If a group is brainstorming or sharing ideas, you can expect that conversation will ebb and flow. For a few minutes, ideas may come very quickly and then the pace slows down. Just as a piece of music may contain different time signatures, this rhythm may change multiple times throughout the conversation. If you don’t allow space between the noise, ideas could be left out.
There are times, of course, that silence signals a problem.
For example, phone conversations or conference calls are difficult to monitor when it comes to silence. Because you can’t read non-verbal cues, it’s challenging to know whether silence means a person is thinking (perfect!), walked away in frustration (not perfect!), or got disconnected (oops!).
If you are gathering in person, silence could signal that everyone isn’t prepared for the meeting. Just because you created a thorough agenda doesn’t mean everyone has read it. Watch body language to determine whether people need a moment to compose their thoughts or they haven’t completed their homework.
The most difficult part about silence may not be interpreting it, but in allowing it to happen. Handling a bit of silence may be more challenging than you think.
We’re so used to filling quiet with sound that true silence may feel like eternity even if it’s only a few seconds or more.
If you’re tempted to jump in with a comment, stop. Count silently in your head or watch the second hand of a clock. Don’t fall into the trap of rescuing anybody. Let the awkward silence achieve its superpower.
You won’t have to wait long. In my experience someone will start talking in 10 seconds or less. Someone almost always does.
Shhh . . . wait for it.
Think about the last time you showed up for a meeting.
Did the group leader take a moment and review why the group was gathered? Did she summarize what had been agreed upon at the last meeting and what needed to be accomplished at this one?
How did that meeting go?
When a group meets, it pays to devote two to three minutes at the start of every meeting to recap previous efforts and share a vision for the future.
This does not mean you revisit the previous meeting’s entire agenda. Projects would never move forward if you did that. But taking a few minutes to share where things are at or what has happened since the last meeting can be beneficial.

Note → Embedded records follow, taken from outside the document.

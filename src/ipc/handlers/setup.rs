use crate::calc::TierThresholds;
use crate::db;
use crate::import::{ImportSettings, DEFAULT_BATCH_SIZE};
use crate::ipc::error::ok;
use crate::ipc::helpers::{require_admin, require_conn, HandlerErr};
use crate::ipc::types::{AppState, Request};
use crate::phone::DEFAULT_COUNTRY_CODE;
use rusqlite::Connection;
use serde_json::{json, Map, Value};

pub const DEFAULT_MESSAGE_TEMPLATE: &str =
    "Assalamu'alaikum {guardian}, kami dari {halaqah} ingin menyampaikan kabar tentang ananda {student}.";

#[derive(Clone, Copy)]
enum SetupSection {
    Import,
    Setoran,
    Attendance,
    Notify,
}

impl SetupSection {
    const ALL: [SetupSection; 4] = [
        SetupSection::Import,
        SetupSection::Setoran,
        SetupSection::Attendance,
        SetupSection::Notify,
    ];

    fn parse(s: &str) -> Option<Self> {
        match s {
            "import" => Some(Self::Import),
            "setoran" => Some(Self::Setoran),
            "attendance" => Some(Self::Attendance),
            "notify" => Some(Self::Notify),
            _ => None,
        }
    }

    fn name(self) -> &'static str {
        match self {
            Self::Import => "import",
            Self::Setoran => "setoran",
            Self::Attendance => "attendance",
            Self::Notify => "notify",
        }
    }

    fn key(self) -> &'static str {
        match self {
            Self::Import => "setup.import",
            Self::Setoran => "setup.setoran",
            Self::Attendance => "setup.attendance",
            Self::Notify => "setup.notify",
        }
    }
}

fn default_section(section: SetupSection) -> Value {
    match section {
        SetupSection::Import => json!({
            "batchSize": DEFAULT_BATCH_SIZE,
            "countryCode": DEFAULT_COUNTRY_CODE
        }),
        SetupSection::Setoran => json!({
            "mutqinMinScore": 85,
            "mutawassithMinScore": 70
        }),
        SetupSection::Attendance => json!({
            "minimumPercent": 75
        }),
        SetupSection::Notify => json!({
            "messageTemplate": DEFAULT_MESSAGE_TEMPLATE
        }),
    }
}

fn parse_i64_range(v: &Value, key: &str, min: i64, max: i64) -> Result<i64, String> {
    let n = v
        .as_i64()
        .ok_or_else(|| format!("{} must be integer", key))?;
    if !(min..=max).contains(&n) {
        return Err(format!("{} must be in {}..={}", key, min, max));
    }
    Ok(n)
}

fn parse_string_max(v: &Value, key: &str, max_len: usize) -> Result<String, String> {
    let s = v.as_str().ok_or_else(|| format!("{} must be string", key))?;
    let s = s.trim();
    if s.chars().count() > max_len {
        return Err(format!("{} length must be <= {}", key, max_len));
    }
    Ok(s.to_string())
}

fn merge_section_patch(
    section: SetupSection,
    current: &mut Value,
    patch: &Map<String, Value>,
) -> Result<(), String> {
    let obj = current
        .as_object_mut()
        .ok_or_else(|| "internal setup object must be a JSON object".to_string())?;
    for (k, v) in patch {
        match section {
            SetupSection::Import => match k.as_str() {
                "batchSize" => {
                    obj.insert(k.clone(), Value::from(parse_i64_range(v, k, 1, 500)?));
                }
                "countryCode" => {
                    let s = parse_string_max(v, k, 4)?;
                    if s.is_empty() || !s.chars().all(|c| c.is_ascii_digit()) {
                        return Err("countryCode must be 1-4 digits".into());
                    }
                    obj.insert(k.clone(), Value::String(s));
                }
                _ => return Err(format!("unknown import field: {}", k)),
            },
            SetupSection::Setoran => match k.as_str() {
                "mutqinMinScore" | "mutawassithMinScore" => {
                    obj.insert(k.clone(), Value::from(parse_i64_range(v, k, 0, 100)?));
                }
                _ => return Err(format!("unknown setoran field: {}", k)),
            },
            SetupSection::Attendance => match k.as_str() {
                "minimumPercent" => {
                    obj.insert(k.clone(), Value::from(parse_i64_range(v, k, 0, 100)?));
                }
                _ => return Err(format!("unknown attendance field: {}", k)),
            },
            SetupSection::Notify => match k.as_str() {
                "messageTemplate" => {
                    obj.insert(k.clone(), Value::String(parse_string_max(v, k, 500)?));
                }
                _ => return Err(format!("unknown notify field: {}", k)),
            },
        }
    }
    if let SetupSection::Setoran = section {
        let mutqin = obj.get("mutqinMinScore").and_then(|v| v.as_i64()).unwrap_or(85);
        let mutawassith = obj
            .get("mutawassithMinScore")
            .and_then(|v| v.as_i64())
            .unwrap_or(70);
        if mutqin < mutawassith {
            return Err("mutqinMinScore must be >= mutawassithMinScore".into());
        }
    }
    Ok(())
}

fn load_section(conn: &Connection, section: SetupSection) -> anyhow::Result<Value> {
    let mut current = default_section(section);
    if let Some(saved) = db::settings_get_json(conn, section.key())? {
        if let Some(saved_obj) = saved.as_object() {
            // Malformed saved values fall back to defaults rather than failing reads.
            let mut merged = current.clone();
            if merge_section_patch(section, &mut merged, saved_obj).is_ok() {
                current = merged;
            }
        }
    }
    Ok(current)
}

fn field_i64(section: &Value, key: &str, default: i64) -> i64 {
    section.get(key).and_then(|v| v.as_i64()).unwrap_or(default)
}

pub fn import_settings(conn: &Connection) -> anyhow::Result<ImportSettings> {
    let section = load_section(conn, SetupSection::Import)?;
    Ok(ImportSettings {
        batch_size: field_i64(&section, "batchSize", DEFAULT_BATCH_SIZE as i64) as usize,
        country_code: section
            .get("countryCode")
            .and_then(|v| v.as_str())
            .unwrap_or(DEFAULT_COUNTRY_CODE)
            .to_string(),
    })
}

pub fn country_code(conn: &Connection) -> anyhow::Result<String> {
    Ok(import_settings(conn)?.country_code)
}

pub fn tier_thresholds(conn: &Connection) -> anyhow::Result<TierThresholds> {
    let section = load_section(conn, SetupSection::Setoran)?;
    Ok(TierThresholds {
        mutqin_min: field_i64(&section, "mutqinMinScore", 85) as f64,
        mutawassith_min: field_i64(&section, "mutawassithMinScore", 70) as f64,
    })
}

pub fn attendance_minimum(conn: &Connection) -> anyhow::Result<f64> {
    let section = load_section(conn, SetupSection::Attendance)?;
    Ok(field_i64(&section, "minimumPercent", 75) as f64)
}

pub fn message_template(conn: &Connection) -> anyhow::Result<String> {
    let section = load_section(conn, SetupSection::Notify)?;
    Ok(section
        .get("messageTemplate")
        .and_then(|v| v.as_str())
        .unwrap_or(DEFAULT_MESSAGE_TEMPLATE)
        .to_string())
}

fn setup_get(conn: &Connection) -> Result<Value, HandlerErr> {
    let mut out = Map::new();
    for section in SetupSection::ALL {
        let value = load_section(conn, section).map_err(HandlerErr::db_query)?;
        out.insert(section.name().to_string(), value);
    }
    Ok(Value::Object(out))
}

fn setup_update(conn: &Connection, params: &Value) -> Result<Value, HandlerErr> {
    require_admin(params)?;
    let Some(section_raw) = params.get("section").and_then(|v| v.as_str()) else {
        return Err(HandlerErr::bad_params("missing section"));
    };
    let Some(section) = SetupSection::parse(section_raw) else {
        return Err(HandlerErr::bad_params("unknown section"));
    };
    let Some(patch_obj) = params.get("patch").and_then(|v| v.as_object()) else {
        return Err(HandlerErr::bad_params("patch must be an object"));
    };

    let mut current = load_section(conn, section).map_err(HandlerErr::db_query)?;
    merge_section_patch(section, &mut current, patch_obj).map_err(HandlerErr::bad_params)?;
    db::settings_set_json(conn, section.key(), &current)
        .map_err(|e| HandlerErr::new("db_update_failed", e.to_string()))?;
    tracing::info!(section = section.name(), "setup updated");
    let mut out = json!({ "ok": true });
    out[section.name()] = current;
    Ok(out)
}

fn handle_setup_get(state: &mut AppState, req: &Request) -> Value {
    match require_conn(state).and_then(setup_get) {
        Ok(v) => ok(&req.id, v),
        Err(e) => e.response(&req.id),
    }
}

fn handle_setup_update(state: &mut AppState, req: &Request) -> Value {
    match require_conn(state).and_then(|conn| setup_update(conn, &req.params)) {
        Ok(v) => ok(&req.id, v),
        Err(e) => e.response(&req.id),
    }
}

pub fn try_handle(state: &mut AppState, req: &Request) -> Option<Value> {
    match req.method.as_str() {
        "setup.get" => Some(handle_setup_get(state, req)),
        "setup.update" => Some(handle_setup_update(state, req)),
        _ => None,
    }
}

To be clear, a recap is different than sending out meeting notes or minutes (which should be distributed after each gathering). But if you assume that everyone in the meeting has read the previous meeting notes, you are likely to be disappointed. (No judgment here. It’s reality.)
Even if everyone reads the notes and were at the last meeting, they will appreciate a reminder of what is going on, where things are headed, and what needs to be done.
After all, people make better decisions when they have context for the questions, needs, or purpose.
Start your recap with a statement of purpose, declare why you are meeting. Dignify past efforts by briefly providing the facts: the who, what, when, why. Let them know what needs attention and action today.
This statement can be part of each agenda and read by someone at the start of each meeting. The brief summary allows everyone to move as a team and step into the role of decision maker. It serves as a friendly reminder of why the group has gathered and keeps everyone focused on what is important at the moment.
There’s another way to look at it is like this. To move forward as a team, you should:
Identify purpose + Summarize steps taken + Identify desired outcome
If you want to make progress, it’s always worth taking a step or two backwards to recap.